**Stored data:**
=======
//! `ActivityPub` HTTP client for delivering activities.
//!
//! Handles sending signed HTTP requests to remote `ActivityPub` inboxes.

#![allow(missing_docs)]

use crate::signature::HttpSigner;
use reqwest::Client;
use serde_json::Value;
use std::collections::HashMap;
use std::time::Duration;
use tracing::{debug, info, warn};
use url::Url;

/// Error type for AP client operations.
#[derive(Debug, thiserror::Error)]
pub enum ApClientError {
    #[error("HTTP request failed: {0}")]
    HttpError(#[from] reqwest::Error),
    #[error("Signing failed: {0}")]
    SigningError(#[from] crate::signature::SignatureError),
    #[error("Invalid URL: {0}")]
    InvalidUrl(String),
    #[error("Delivery failed: {status} - {body}")]
    DeliveryFailed { status: u16, body: String },
}

/// Outcome of a single delivery attempt, classified so the caller can
/// decide whether to retry (spec.md §7's error taxonomy).
#[derive(Debug, Clone)]
pub enum DeliveryOutcome {
    /// Accepted by the remote inbox (2xx/202).
    Delivered,
    /// The recipient is permanently gone (410/404) — abandon, don't retry.
    PermanentFailure { status: u16 },
    /// A transient failure (5xx, timeouts, rate limiting) — eligible for
    /// exponential backoff retry.
    TransientFailure { status: u16, body: String },
}

/// `ActivityPub` HTTP client for delivering activities.
#[derive(Clone)]
pub struct ApClient {
    client: Client,
    user_agent: String,
}

impl ApClient {
    /// Create a new AP client.
    #[must_use] 
    pub fn new(instance_url: &str) -> Self {
        let client = Client::builder()
            .timeout(Duration::from_secs(30))
            .connect_timeout(Duration::from_secs(10))
            .build()
            .expect("Failed to create HTTP client");

        let user_agent = format!("outpost/0.1.0 (+{instance_url})");

        Self { client, user_agent }
    }

    /// Deliver an activity to a remote inbox, classifying the response so
    /// the delivery worker (spec.md §5/§7) knows whether to retry.
    pub async fn deliver(
        &self,
        inbox_url: &str,
        activity: &Value,
        private_key_pem: &str,
        key_id: &str,
    ) -> Result<DeliveryOutcome, ApClientError> {
        let url = Url::parse(inbox_url)
            .map_err(|e| ApClientError::InvalidUrl(e.to_string()))?;

        let body = serde_json::to_vec(activity).unwrap();

        // Create signer
        let signer = HttpSigner::new(private_key_pem, key_id.to_string())?;

        // Add content-type header
        let mut additional_headers = HashMap::new();
        additional_headers.insert(
            "content-type".to_string(),
            "application/activity+json".to_string(),
        );

        // Sign the request
        let headers = signer.sign_request("POST", &url, Some(&body), &additional_headers)?;

        debug!(
            inbox = %inbox_url,
            activity_type = activity.get("type").and_then(|v| v.as_str()).unwrap_or("Unknown"),
            "Delivering activity"
        );

        // Send the request
        let response = self
            .client
            .post(inbox_url)
            .headers(headers)
            .header("User-Agent", &self.user_agent)
            .header("Content-Type", "application/activity+json")
            .header("Accept", "application/activity+json, application/ld+json")
            .body(body)
            .send()
            .await?;

        let status = response.status();

        if status.is_success() || status.as_u16() == 202 {
            info!(inbox = %inbox_url, status = %status, "Activity delivered successfully");
            Ok(DeliveryOutcome::Delivered)
        } else if status.as_u16() == 410 || status.as_u16() == 404 {
            // Gone/Not Found — the recipient no longer exists. Don't retry.
            warn!(inbox = %inbox_url, status = %status, "Remote inbox permanently unreachable");
            Ok(DeliveryOutcome::PermanentFailure { status: status.as_u16() })
        } else {
            let body = response.text().await.unwrap_or_default();
            warn!(
                inbox = %inbox_url,
                status = %status,
                body = %body,
                "Activity delivery failed, eligible for retry"
            );
            Ok(DeliveryOutcome::TransientFailure {
                status: status.as_u16(),
                body,
            })
        }
    }

    /// Fetch a remote actor by their ID URL.
    pub async fn fetch_actor(&self, actor_url: &str) -> Result<Value, ApClientError> {
        debug!(actor_url = %actor_url, "Fetching remote actor");

        let response = self
            .client
            .get(actor_url)
            .header("User-Agent", &self.user_agent)
            .header("Accept", "application/activity+json, application/ld+json; profile=\"https://www.w3.org/ns/activitystreams\"")
            .send()
            .await?;

        let status = response.status();

        if status.is_success() {
            let actor: Value = response.json().await?;
            Ok(actor)
        } else {
            let body = response.text().await.unwrap_or_default();
            Err(ApClientError::DeliveryFailed {
                status: status.as_u16(),
                body,
            })
        }
    }

    /// Fetch a remote object (note, activity, etc.) by its ID URL.
    pub async fn fetch_object(&self, object_url: &str) -> Result<Value, ApClientError> {
        debug!(object_url = %object_url, "Fetching remote object");

        let response = self
            .client
            .get(object_url)
            .header("User-Agent", &self.user_agent)
            .header("Accept", "application/activity+json, application/ld+json")
            .send()
            .await?;

        let status = response.status();

        if status.is_success() {
            let object: Value = response.json().await?;
            Ok(object)
        } else {
            let body = response.text().await.unwrap_or_default();
            Err(ApClientError::DeliveryFailed {
                status: status.as_u16(),
                body,
            })
        }
    }

    /// Perform `WebFinger` lookup for a user.
    pub async fn webfinger(&self, acct: &str, domain: &str) -> Result<Value, ApClientError> {
        let url = format!(
            "https://{domain}/.well-known/webfinger?resource=acct:{acct}"
        );

        debug!(acct = %acct, domain = %domain, "Performing WebFinger lookup");

        let response = self
            .client
            .get(&url)
            .header("User-Agent", &self.user_agent)
            .header("Accept", "application/jrd+json, application/json")
            .send()
            .await?;

        let status = response.status();

        if status.is_success() {
            let result: Value = response.json().await?;
            Ok(result)
        } else {
            let body = response.text().await.unwrap_or_default();
            Err(ApClientError::DeliveryFailed {
                status: status.as_u16(),
                body,
            })
        }
    }
}

impl Default for ApClient {
    fn default() -> Self {
        Self::new("https://localhost")
    }
}

#[cfg(test)]
mod tests {
    use super::*;

    #[test]
    fn test_client_creation() {
        let client = ApClient::new("https://example.com");
        assert!(client.user_agent.contains("outpost"));
    }
}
=======
**WORK TO COMPLETE:** Please give back the records exactly as written, beginning at the first line and including the line that holds "(spec.md §7's error taxonomy)." as the last.

**RESULT OF THE TASK:**
//! `ActivityPub` HTTP client for delivering activities.
//!
//! Handles sending signed HTTP requests to remote `ActivityPub` inboxes.

#![allow(missing_docs)]

use crate::signature::HttpSigner;
use reqwest::Client;
use serde_json::Value;
use std::collections::HashMap;
use std::time::Duration;
use tracing::{debug, info, warn};
use url::Url;

/// Error type for AP client operations.
#[derive(Debug, thiserror::Error)]
pub enum ApClientError {
    #[error("HTTP request failed: {0}")]
    HttpError(#[from] reqwest::Error),
    #[error("Signing failed: {0}")]
    SigningError(#[from] crate::signature::SignatureError),
    #[error("Invalid URL: {0}")]
    InvalidUrl(String),
    #[error("Delivery failed: {status} - {body}")]
    DeliveryFailed { status: u16, body: String },
}

/// Outcome of a single delivery attempt, classified so the caller can
/// decide whether to retry (spec.md §7's error taxonomy).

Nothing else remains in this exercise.